Einem Bericht der Leipziger Volkszeitung zufolge werden dafür rund zwei Millionen Euro von der Stadt bereitgestellt. Grund sei der miserable Zustand der Straße. Die Straße soll verbreitert werden und Gehwege auf beiden Seiten bekommen. Die Bauarbeiten sollen im Juli beginnen und bis 2012 dauern.
Asien steht im Mittelpunkt des Außenwirtschaftstages in Leipzig.
Nach Angaben der Messe sollen vor allem kleine und mittelständische Unternehmen für Kasachstan, China und Vietnam interessiert werden. In Vorträgen werde über Marktchancen, Finanzierung und rechtliche Fragen informiert. Der Außenwirtschaftstag findet Mitte März statt.

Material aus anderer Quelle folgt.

use std::collections::HashMap;
use std::fs;
use std::path::Path;

use anyhow::{bail, Context, Result};
use figment::{
    providers::{Env, Format, Serialized, Yaml},
    Figment,
};
use serde::de::DeserializeOwned;
use serde::{Deserialize, Serialize};

use crate::paths::home_dir::resolve_home_dir;

/// Directory created under the user's home when `server.home_dir` is blank.
const HOME_SUBDIR: &str = ".jobboard";

/// Environment overrides, e.g. `APP__SERVER__PORT=8080`.
const ENV_PREFIX: &str = "APP__";

/// Server process configuration. Module sections are kept as raw values and
/// typed on demand through [`AppConfig::module_config`].
#[derive(Debug, Clone, Deserialize, Serialize)]
#[serde(deny_unknown_fields)]
pub struct AppConfig {
    pub server: ServerConfig,
    /// `None` until a file or the CLI provides it.
    pub logging: Option<LoggingConfig>,
    /// Extra `<module>.yaml` files merged into `modules`.
    #[serde(default)]
    pub modules_dir: Option<String>,
    #[serde(default)]
    pub modules: HashMap<String, serde_json::Value>,
}

#[derive(Debug, Clone, Deserialize, Serialize)]
#[serde(deny_unknown_fields)]
pub struct ServerConfig {
    /// Absolute after loading. Blank means `~/.jobboard`.
    pub home_dir: String,
    pub host: String,
    pub port: u16,
    /// Per-request timeout; 0 keeps the HTTP layer's own default.
    #[serde(default)]
    pub timeout_sec: u64,
}

impl ServerConfig {
    pub fn bind_addr(&self) -> String {
        format!("{}:{}", self.host, self.port)
    }

    /// Resolve `home_dir` to an absolute path, creating the directory.
    fn resolve_home(&mut self) -> Result<()> {
        let configured = Some(self.home_dir.trim())
            .filter(|dir| !dir.is_empty())
            .map(str::to_owned);
        let resolved = resolve_home_dir(configured, HOME_SUBDIR, true)
            .context("Failed to resolve server.home_dir")?;
        self.home_dir = resolved.to_string_lossy().into_owned();
        Ok(())
    }
}

impl Default for ServerConfig {
    fn default() -> Self {
        Self {
            home_dir: String::new(),
            host: "127.0.0.1".to_string(),
            port: 5000,
            timeout_sec: 0,
        }
    }
}

/// Log sinks keyed by target prefix; `default` catches everything else.
pub type LoggingConfig = HashMap<String, Section>;

#[derive(Debug, Serialize, Deserialize, Clone)]
pub struct Section {
    /// `trace` through `error`, or `off`
    pub console_level: String,
    /// Relative paths land under `server.home_dir`
    pub file: String,
    #[serde(default)]
    pub file_level: String,
    pub max_age_days: Option<u32>,
    #[serde(default)]
    pub max_backups: Option<usize>,
    #[serde(default)]
    pub max_size_mb: Option<u64>,
}

pub fn default_logging_config() -> LoggingConfig {
    let section = Section {
        console_level: "info".to_string(),
        file: "logs/jobboard.log".to_string(),
        file_level: "debug".to_string(),
        max_age_days: Some(7),
        max_backups: Some(3),
        max_size_mb: Some(100),
    };
    HashMap::from([("default".to_string(), section)])
}

impl Default for AppConfig {
    fn default() -> Self {
        Self {
            server: ServerConfig::default(),
            logging: Some(default_logging_config()),
            modules_dir: None,
            modules: HashMap::new(),
        }
    }
}

impl AppConfig {
    /// Built-in defaults, then the YAML file, then `APP__` environment
    /// variables. The file must exist.
    pub fn load_layered<P: AsRef<Path>>(config_path: P) -> Result<Self> {
        let path = config_path.as_ref();
        if !path.is_file() {
            bail!("config file not found: {}", path.display());
        }

        let base = AppConfig {
            logging: None,
            ..Default::default()
        };
        let mut config: AppConfig = Figment::new()
            .merge(Serialized::defaults(base))
            .merge(Yaml::file(path))
            .merge(Env::prefixed(ENV_PREFIX).split("__"))
            .extract()
            .with_context(|| format!("Failed to parse config file {}", path.display()))?;

        config.server.resolve_home()?;
        if let Some(dir) = &config.modules_dir {
            let files = read_module_files(Path::new(dir))?;
            config.modules.extend(files);
        }
        Ok(config)
    }

    /// [`load_layered`](Self::load_layered) when a path is given, built-in
    /// defaults otherwise.
    pub fn load_or_default<P: AsRef<Path>>(config_path: Option<P>) -> Result<Self> {
        if let Some(path) = config_path {
            return Self::load_layered(path);
        }
        let mut config = Self::default();
        config.server.resolve_home()?;
        Ok(config)
    }

    pub fn to_yaml(&self) -> Result<String> {
        serde_yaml::to_string(self).context("Failed to serialize config to YAML")
    }

    /// `--port` replaces the server port; each `-v` raises console verbosity.
    pub fn apply_cli_overrides(&mut self, args: &CliArgs) {
        if let Some(port) = args.port {
            self.server.port = port;
        }

        let logging = self.logging.get_or_insert_with(default_logging_config);
        let level = match args.verbose {
            0 => return,
            1 => "debug",
            _ => "trace",
        };
        if let Some(section) = logging.get_mut("default") {
            section.console_level = level.to_string();
        }
    }

    /// Typed view of one module's section. A missing section yields
    /// `T::default()`; a present but malformed one is an error.
    pub fn module_config<T: DeserializeOwned + Default>(&self, module_name: &str) -> Result<T> {
        match self.modules.get(module_name) {
            None => Ok(T::default()),
            Some(raw) => serde_json::from_value(raw.clone())
                .with_context(|| format!("invalid {module_name} config")),
        }
    }
}

#[derive(Debug, Clone)]
pub struct CliArgs {
    pub config: Option<String>,
    pub port: Option<u16>,
    pub print_config: bool,
    pub verbose: u8,
}

/// `*.yaml`/`*.yml` files in `dir`, keyed by file stem. A missing directory
/// contributes nothing.
fn read_module_files(dir: &Path) -> Result<Vec<(String, serde_json::Value)>> {
    if !dir.exists() {
        return Ok(Vec::new());
    }

    let mut sections = Vec::new();
    for entry in fs::read_dir(dir)? {
        let path = entry?.path();
        let is_yaml = path
            .extension()
            .and_then(|ext| ext.to_str())
            .is_some_and(|ext| matches!(ext.to_ascii_lowercase().as_str(), "yaml" | "yml"));
        let Some(name) = path.file_stem().and_then(|stem| stem.to_str()) else {
            continue;
        };
        if !path.is_file() || !is_yaml {
            continue;
        }

        let raw = fs::read_to_string(&path)?;
        let value: serde_yaml::Value = serde_yaml::from_str(&raw)
            .with_context(|| format!("invalid module file {}", path.display()))?;
        sections.push((name.to_string(), serde_json::to_value(value)?));
    }
    Ok(sections)
}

Der Fußball-Oberligist Rasenballsport Leipzig hat sein Testspiel gegen den 1. FC Erzgebirge Aue gewonnen.
RB Leipzig siegte 3 zu 2. Am Mittwoch geht es in der Oberliga weiter. Dann trifft RB Leipzig zuhause auf die zweite Mannschaft des FC Carl Zeiss Jena. Das Oberligaspiel des 1. FC Sachsen Leipzig gegen FSV Budissa Bautzen wurde am Freitag abgesagt. Der 1. FC Lokomotive Leipzig hat am Wochenende nicht gespielt.
Der Lesesaal des Stadtarchivs bleibt weiterhin geschlossen.
Nach Angaben der Stadt sind zu viele Mitarbeiter weiterhin erkrankt. Von Mittwoch an sollen wieder die regulären Öffnungszeiten gelten. Bis dahin könnten Rechercheanfragen aber weiterhin schriftlich an das Archiv gerichtet werden.